Si sentì spiata e quella sensazione, nuova per lei che spia lo era di professione, le era odiosa. Eppure sapeva benissimo che era perfettamente naturale che venisse controllata, dato che probabilmente, tra tutti i milioni di persone che abitavano Nuova Edo, lei era la più vicina ad avere la possibilità di uccidere il signor Chaolan se solo lo avesse voluto. Se Lee fosse morto sarebbe stato un duro colpo per la Mishima, anche se non era certo un individuo indispensabile.
Nessuno era indispensabile per Heihachi e Nina lo sapeva bene.
In quella metropoli la lotta per restare a galla era continua; in milleni di civiltà, quell'epoca postbellica era probabilmente la più vicina alla legge della giungla. Uccidi o vieni ucciso, eccelli o vieni rimpiazzato. L'Agente W conosceva questa legge più di qualunque altro: eccelleva nell'uccidere ed era diventata fredda e lucida come una macchina. Sembrava essere nata apposta per essere un membro del Tekken Force. E finché avesse continuato a svolgere le sue missioni alla perfezione nessuno l'avrebbe gettata via come uno strumento senza valore.
 
*

–Perché, Marshall?–. Anna scosse la testa per scacciare le lacrime agli occhi. Il suo volto era contratto da una rabbia venata di paura. –Perché hai mentito a quel poliziotto?–.
Marshall, seduto alla sua scrivania, era scuro in volto. Non rispose.
–Ora daranno la caccia anche a te!– esclamò, come se la terribile idea non fosse già evidente a entrambi. Il proprietario del White Crow annuì senza dire una parola.

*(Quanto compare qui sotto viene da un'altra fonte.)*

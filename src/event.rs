//! # Event metadata and point-source parameterizations
//!
//! Holds the hypocenter descriptor ([`Origin`]) together with the two point-source
//! parameterizations consumed by the grid-search engine: [`MomentTensor`] (six independent
//! elements) and [`Force`] (three elements).
//!
//! Moment tensors and forces are internally represented in the `up-south-east` (USE) basis
//! convention. Constructors accepting another convention fail explicitly rather than converting
//! silently.

use hifitime::Epoch;
use nalgebra::{Matrix3, SVector};

use crate::constants::{Degree, Meter, M_TO_KM};
use crate::gridmt_errors::GridmtError;

/// Basis conventions for source parameter vectors.
///
/// Only `UpSouthEast` is implemented; the others are recognized so callers get a clear
/// diagnostic instead of silently wrong geometry.
#[derive(Debug, Clone, Copy, PartialEq, Eq)]
pub enum BasisConvention {
    /// `up-south-east`, the internal representation
    UpSouthEast,
    /// `north-east-down`
    NorthEastDown,
}

/// Hypocenter descriptor: spatial coordinates and origin time.
///
/// Origins pair with Green's-function bundles via field-wise equality, so two origins built
/// from the same catalog values select the same Green's functions.
#[derive(Debug, Clone, PartialEq)]
pub struct Origin {
    /// Event origin time
    pub time: Epoch,
    /// Latitude in degrees
    pub latitude: Degree,
    /// Longitude in degrees
    pub longitude: Degree,
    /// Depth below the surface in meters
    pub depth_m: Meter,
}

impl Origin {
    pub fn new(time: Epoch, latitude: Degree, longitude: Degree, depth_m: Meter) -> Self {
        Origin {
            time,
            latitude,
            longitude,
            depth_m,
        }
    }

    /// Depth in kilometers, the unit expected by travel-time models.
    pub fn depth_km(&self) -> f64 {
        self.depth_m * M_TO_KM
    }
}

/// Moment tensor source, six independent elements in USE convention.
#[derive(Debug, Clone, Copy, PartialEq)]
pub struct MomentTensor {
    array: SVector<f64, 6>,
}

impl MomentTensor {
    /// Build a moment tensor from its six independent elements
    /// `(M11, M22, M33, M12, M13, M23)` in USE convention.
    pub fn new(elements: [f64; 6]) -> Self {
        MomentTensor {
            array: SVector::from(elements),
        }
    }

    /// Build a moment tensor given in an explicit basis convention.
    ///
    /// Return
    /// ------
    /// * `Ok(MomentTensor)` for `UpSouthEast` input
    /// * `Err(GridmtError::UnimplementedConvention)` for any other convention
    pub fn with_convention(
        elements: [f64; 6],
        convention: BasisConvention,
    ) -> Result<Self, GridmtError> {
        match convention {
            BasisConvention::UpSouthEast => Ok(Self::new(elements)),
            BasisConvention::NorthEastDown => Err(GridmtError::UnimplementedConvention(
                "north-east-down moment tensors".to_string(),
            )),
        }
    }

    /// Independent elements as a fixed-length vector.
    pub fn as_vector(&self) -> SVector<f64, 6> {
        self.array
    }

    /// Full symmetric 3×3 matrix.
    pub fn as_matrix(&self) -> Matrix3<f64> {
        let m = &self.array;
        Matrix3::new(
            m[0], m[3], m[4], //
            m[3], m[1], m[5], //
            m[4], m[5], m[2],
        )
    }

    /// Seismic moment `M0 = sqrt(M:M / 2)`.
    pub fn moment(&self) -> f64 {
        let m = self.as_matrix();
        (m.component_mul(&m).sum() / 2.0).sqrt()
    }

    /// Moment magnitude `Mw = 2/3 (log10 M0 - 9.1)` (M0 in N·m).
    pub fn magnitude(&self) -> f64 {
        2.0 / 3.0 * (self.moment().log10() - 9.1)
    }
}

/// Force source, three elements in USE convention.
#[derive(Debug, Clone, Copy, PartialEq)]
pub struct Force {
    array: SVector<f64, 3>,
}

impl Force {
    /// Build a force from its `(F_up, F_south, F_east)` components.
    pub fn new(components: [f64; 3]) -> Self {
        Force {
            array: SVector::from(components),
        }
    }

    /// Build a force given in an explicit basis convention.
    pub fn with_convention(
        components: [f64; 3],
        convention: BasisConvention,
    ) -> Result<Self, GridmtError> {
        match convention {
            BasisConvention::UpSouthEast => Ok(Self::new(components)),
            BasisConvention::NorthEastDown => Err(GridmtError::UnimplementedConvention(
                "north-east-down forces".to_string(),
            )),
        }
    }

    /// Components as a fixed-length vector.
    pub fn as_vector(&self) -> SVector<f64, 3> {
        self.array
    }

    /// Euclidean magnitude of the force.
    pub fn magnitude(&self) -> f64 {
        self.array.norm()
    }
}

#[cfg(test)]
mod tests {
    use super::*;
    use approx::assert_relative_eq;
    use hifitime::Epoch;

    #[test]
    fn test_moment_of_explosion() {
        // isotropic tensor: M:M = 3 M0'^2, moment = M0' * sqrt(3/2)
        let mt = MomentTensor::new([1.0, 1.0, 1.0, 0.0, 0.0, 0.0]);
        assert_relative_eq!(mt.moment(), (3.0f64 / 2.0).sqrt(), epsilon = 1e-12);
    }

    #[test]
    fn test_moment_counts_off_diagonal_twice() {
        let mt = MomentTensor::new([0.0, 0.0, 0.0, 1.0, 0.0, 0.0]);
        // M12 appears twice in the symmetric matrix
        assert_relative_eq!(mt.moment(), 1.0, epsilon = 1e-12);
    }

    #[test]
    fn test_magnitude_reference_value() {
        // M0 = 10^16.6 N·m corresponds to Mw = 5.0
        let m0: f64 = 10f64.powf(16.6);
        // a single diagonal element x gives moment x / sqrt(2)
        let mt = MomentTensor::new([m0 * 2.0f64.sqrt(), 0.0, 0.0, 0.0, 0.0, 0.0]);
        assert_relative_eq!(mt.magnitude(), 5.0, epsilon = 1e-9);
    }

    #[test]
    fn test_unimplemented_convention() {
        let res =
            MomentTensor::with_convention([1.0; 6], BasisConvention::NorthEastDown);
        assert!(matches!(
            res,
            Err(GridmtError::UnimplementedConvention(_))
        ));
    }

    #[test]
    fn test_origin_equality() {
        let t = Epoch::from_gregorian_utc(2009, 4, 7, 20, 12, 55, 0);
        let a = Origin::new(t, 61.45, -149.74, 33_000.0);
        let b = Origin::new(t, 61.45, -149.74, 33_000.0);
        let c = Origin::new(t, 61.45, -149.74, 34_000.0);
        assert_eq!(a, b);
        assert_ne!(a, c);
        assert_relative_eq!(a.depth_km(), 33.0);
    }
}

–E la cosa non ti spaventa!?–.
–Che cosa avrei dovuto fare, Anna? Consegnare anche Hwoarang nelle mani della polizia?– disse con tono lugubre. L'aveva già fatto, a malincuore, aveva tradito un’amicizia e non aveva il coraggio di rifarlo. –Non ci sono riuscito–.
–Ma Kunimitsu…–.
–Per lei è diverso. Era già sotto la protezione del clan–.

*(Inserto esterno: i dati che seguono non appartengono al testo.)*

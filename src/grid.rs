//! # Source grids and rank-order partitioning
//!
//! A [`SourceGrid`] is an ordered collection of candidate source mechanisms. The grid-search
//! engine treats its contents as opaque parameter vectors; the only structural operations it
//! relies on are [`SourceGrid::len`] and [`SourceGrid::partition`], which splits the grid into
//! near-equal contiguous chunks whose concatenation in rank order reproduces the original
//! ordering exactly ([`SourceGrid::concat`] is the inverse).

use nalgebra::DVector;

use crate::event::{Force, MomentTensor};

/// A candidate point source: either a moment tensor or a force.
#[derive(Debug, Clone, Copy, PartialEq)]
pub enum Source {
    MomentTensor(MomentTensor),
    Force(Force),
}

impl Source {
    /// Parameter vector: length 6 for moment tensors, 3 for forces.
    pub fn as_vector(&self) -> DVector<f64> {
        match self {
            Source::MomentTensor(mt) => DVector::from_column_slice(mt.as_vector().as_slice()),
            Source::Force(f) => DVector::from_column_slice(f.as_vector().as_slice()),
        }
    }
}

/// Ordered collection of candidate sources evaluated by the grid search.
#[derive(Debug, Clone, Default, PartialEq)]
pub struct SourceGrid {
    sources: Vec<Source>,
}

impl SourceGrid {
    pub fn new(sources: Vec<Source>) -> Self {
        SourceGrid { sources }
    }

    pub fn from_moment_tensors<I>(tensors: I) -> Self
    where
        I: IntoIterator<Item = MomentTensor>,
    {
        SourceGrid {
            sources: tensors.into_iter().map(Source::MomentTensor).collect(),
        }
    }

    pub fn from_forces<I>(forces: I) -> Self
    where
        I: IntoIterator<Item = Force>,
    {
        SourceGrid {
            sources: forces.into_iter().map(Source::Force).collect(),
        }
    }

    pub fn len(&self) -> usize {
        self.sources.len()
    }

    pub fn is_empty(&self) -> bool {
        self.sources.is_empty()
    }

    pub fn get(&self, index: usize) -> Option<&Source> {
        self.sources.get(index)
    }

    pub fn iter(&self) -> std::slice::Iter<'_, Source> {
        self.sources.iter()
    }

    /// Split into `n` contiguous chunks in rank order.
    ///
    /// Chunk sizes differ by at most one (the first `len % n` chunks get the extra element),
    /// so concatenating the chunks in rank order reproduces the original grid element for
    /// element. With `n` larger than the grid, trailing chunks are empty.
    pub fn partition(&self, n: usize) -> Vec<SourceGrid> {
        let n = n.max(1);
        let base = self.sources.len() / n;
        let remainder = self.sources.len() % n;

        let mut chunks = Vec::with_capacity(n);
        let mut offset = 0;
        for rank in 0..n {
            let size = base + usize::from(rank < remainder);
            chunks.push(SourceGrid {
                sources: self.sources[offset..offset + size].to_vec(),
            });
            offset += size;
        }
        chunks
    }

    /// Concatenate partitions in rank order; the inverse of [`SourceGrid::partition`].
    pub fn concat(parts: &[SourceGrid]) -> SourceGrid {
        SourceGrid {
            sources: parts.iter().flat_map(|p| p.sources.iter().copied()).collect(),
        }
    }
}

impl<'a> IntoIterator for &'a SourceGrid {
    type Item = &'a Source;
    type IntoIter = std::slice::Iter<'a, Source>;

    fn into_iter(self) -> Self::IntoIter {
        self.iter()
    }
}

–E sentiamo, perché questo fantomatico clan non può proteggere anche lui?– chiese Anna, stizzita. Che razza di potere aveva questo clan se non poteva proteggere nemmeno un ragazzo?
–Non arriverebbe mai in tempo. La Squadra Speciale è molto più veloce. Ho saputo che anche Kunimitsu è riuscita a scappare per miracolo. Ma di Hwoarang non sanno niente, nemmeno dove abita. Riuscirà a non farsi beccare se tu lo avvertirai in tempo–.
Anna scosse la testa, disperata. –E tu?–.
–So dove nascondermi. Se parto ora non mi troveranno– disse cercando di mostrarsi sicuro di sé, benché lui stesso non ne fosse convinto. Improvvisamente abbandonare la propria vita era così difficile. Marshall non era mai stato un tipo molto interessato all'azione e tutta la sua esistenza era strettamente legata a quel pub malandato. Il White Crow era casa sua. Quasi quasi avrebbe preferito restare lì a farsi catturare.
Ma no, aveva dei doveri da cui non poteva sottrarsi e, oltretutto, sapeva troppe cose sul clan perché potesse permettersi di cadere in mani nemiche. Del resto era lui il tramite fra il Manji e gli abitanti della Zona.
–Naturalmente mentre sarò via l'amministrazione del pub sarà compito tuo. I lavori sono già a buon punto. Forse tra qualche giorno potrai riaprirlo– disse con un sorriso rassicurante.
Anna annuì a malincuore.
–Ho anche già disposto che tu diverrai la proprietaria, nel caso che io non dovessi tornare–.
Lei lo guardò, furibonda. –Non dirlo neanche per scherzo. Tu tornerai!–. Poi il suo volto sì addolci mentre si costringeva a scherzare. In certi frangenti l'unica cosa saggia da fare era sdrammatizzare. –Non vorrai mica costringermi a portare avanti questa baracca tutta da sola!?–.

*
 
Era già pomeriggio quando Lei Wulong varcò da solo le porte di vetro dei Laboratori Biotech. Aveva preferito non informare il suo assistente di questa sua mossa benché nemmeno lui sapesse dire esattamente perché. Forse era stata quella telefonata misteriosa a metterlo a disagio.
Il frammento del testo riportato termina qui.